### Source records
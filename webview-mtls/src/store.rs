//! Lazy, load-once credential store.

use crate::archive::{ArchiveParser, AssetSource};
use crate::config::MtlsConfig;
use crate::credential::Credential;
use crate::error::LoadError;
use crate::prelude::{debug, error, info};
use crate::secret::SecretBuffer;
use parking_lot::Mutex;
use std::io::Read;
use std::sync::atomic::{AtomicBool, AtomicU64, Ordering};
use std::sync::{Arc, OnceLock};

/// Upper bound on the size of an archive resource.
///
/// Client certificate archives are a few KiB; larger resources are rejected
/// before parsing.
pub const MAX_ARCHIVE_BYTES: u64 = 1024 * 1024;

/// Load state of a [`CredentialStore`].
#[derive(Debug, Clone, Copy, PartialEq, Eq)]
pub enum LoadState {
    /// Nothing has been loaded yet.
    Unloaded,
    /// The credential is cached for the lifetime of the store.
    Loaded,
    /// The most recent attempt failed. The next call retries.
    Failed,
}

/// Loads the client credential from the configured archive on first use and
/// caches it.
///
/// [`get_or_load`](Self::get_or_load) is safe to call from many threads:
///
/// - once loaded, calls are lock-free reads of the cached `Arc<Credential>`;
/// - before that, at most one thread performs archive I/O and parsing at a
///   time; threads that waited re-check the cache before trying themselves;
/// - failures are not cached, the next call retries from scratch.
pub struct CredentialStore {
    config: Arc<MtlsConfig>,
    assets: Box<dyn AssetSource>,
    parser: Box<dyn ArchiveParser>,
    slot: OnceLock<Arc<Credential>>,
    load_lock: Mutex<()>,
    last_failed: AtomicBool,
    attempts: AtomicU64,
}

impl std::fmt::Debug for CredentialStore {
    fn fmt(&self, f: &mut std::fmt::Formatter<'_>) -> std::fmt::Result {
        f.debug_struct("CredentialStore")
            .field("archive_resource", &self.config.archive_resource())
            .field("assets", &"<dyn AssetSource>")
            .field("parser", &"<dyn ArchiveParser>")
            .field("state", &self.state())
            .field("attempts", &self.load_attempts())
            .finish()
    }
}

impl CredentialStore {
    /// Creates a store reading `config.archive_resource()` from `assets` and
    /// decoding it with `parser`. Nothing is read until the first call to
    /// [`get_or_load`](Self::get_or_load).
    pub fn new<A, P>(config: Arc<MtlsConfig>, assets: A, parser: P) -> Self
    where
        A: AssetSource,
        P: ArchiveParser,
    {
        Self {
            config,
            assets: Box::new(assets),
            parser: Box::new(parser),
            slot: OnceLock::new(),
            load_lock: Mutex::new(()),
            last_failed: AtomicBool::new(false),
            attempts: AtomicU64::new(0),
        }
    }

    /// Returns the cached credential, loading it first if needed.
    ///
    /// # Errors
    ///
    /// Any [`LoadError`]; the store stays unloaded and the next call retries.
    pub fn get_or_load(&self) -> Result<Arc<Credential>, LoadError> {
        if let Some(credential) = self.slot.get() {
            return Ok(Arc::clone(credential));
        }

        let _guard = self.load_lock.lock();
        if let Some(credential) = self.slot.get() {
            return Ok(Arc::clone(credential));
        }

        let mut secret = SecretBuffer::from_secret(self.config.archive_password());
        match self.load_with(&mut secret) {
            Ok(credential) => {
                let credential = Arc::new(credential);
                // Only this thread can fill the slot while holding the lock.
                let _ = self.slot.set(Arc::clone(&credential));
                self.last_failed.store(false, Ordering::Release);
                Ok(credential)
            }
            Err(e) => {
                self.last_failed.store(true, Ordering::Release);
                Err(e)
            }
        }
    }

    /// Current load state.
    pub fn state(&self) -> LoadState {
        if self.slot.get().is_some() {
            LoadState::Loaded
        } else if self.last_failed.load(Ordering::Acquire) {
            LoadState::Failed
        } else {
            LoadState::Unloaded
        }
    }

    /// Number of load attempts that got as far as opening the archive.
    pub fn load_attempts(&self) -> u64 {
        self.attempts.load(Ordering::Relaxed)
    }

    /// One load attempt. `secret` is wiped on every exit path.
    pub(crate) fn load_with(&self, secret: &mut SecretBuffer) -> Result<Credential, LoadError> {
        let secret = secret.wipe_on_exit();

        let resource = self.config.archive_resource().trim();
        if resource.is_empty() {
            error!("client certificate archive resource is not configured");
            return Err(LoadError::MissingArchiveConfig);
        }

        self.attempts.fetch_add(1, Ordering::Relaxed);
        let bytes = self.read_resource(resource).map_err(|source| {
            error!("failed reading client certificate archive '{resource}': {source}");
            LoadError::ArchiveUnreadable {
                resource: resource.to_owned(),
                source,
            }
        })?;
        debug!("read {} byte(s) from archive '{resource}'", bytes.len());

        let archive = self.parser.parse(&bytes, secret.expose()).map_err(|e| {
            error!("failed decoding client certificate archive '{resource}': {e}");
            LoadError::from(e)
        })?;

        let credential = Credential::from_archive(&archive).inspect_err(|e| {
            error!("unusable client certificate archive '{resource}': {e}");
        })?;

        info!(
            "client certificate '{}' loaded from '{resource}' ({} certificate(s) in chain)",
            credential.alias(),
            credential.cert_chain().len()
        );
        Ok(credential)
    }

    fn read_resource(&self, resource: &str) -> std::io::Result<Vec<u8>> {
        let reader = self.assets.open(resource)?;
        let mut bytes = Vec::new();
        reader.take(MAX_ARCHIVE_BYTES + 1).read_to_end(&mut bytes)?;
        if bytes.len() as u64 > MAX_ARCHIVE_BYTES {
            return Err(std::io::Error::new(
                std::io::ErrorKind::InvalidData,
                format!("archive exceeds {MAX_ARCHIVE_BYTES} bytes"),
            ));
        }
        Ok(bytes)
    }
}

### Exercise goal
Starting at the line that contains "archive = self.parser.parse(&bytes, secret.expose()).map_err(|e|", copy every line down to the last line of the records above, exactly as written.

### Written reply
        let archive = self.parser.parse(&bytes, secret.expose()).map_err(|e| {
            error!("failed decoding client certificate archive '{resource}': {e}");
            LoadError::from(e)
        })?;

        let credential = Credential::from_archive(&archive).inspect_err(|e| {
            error!("unusable client certificate archive '{resource}': {e}");
        })?;

        info!(
            "client certificate '{}' loaded from '{resource}' ({} certificate(s) in chain)",
            credential.alias(),
            credential.cert_chain().len()
        );
        Ok(credential)
    }

    fn read_resource(&self, resource: &str) -> std::io::Result<Vec<u8>> {
        let reader = self.assets.open(resource)?;
        let mut bytes = Vec::new();
        reader.take(MAX_ARCHIVE_BYTES + 1).read_to_end(&mut bytes)?;
        if bytes.len() as u64 > MAX_ARCHIVE_BYTES {
            return Err(std::io::Error::new(
                std::io::ErrorKind::InvalidData,
                format!("archive exceeds {MAX_ARCHIVE_BYTES} bytes"),
            ));
        }
        Ok(bytes)
    }
}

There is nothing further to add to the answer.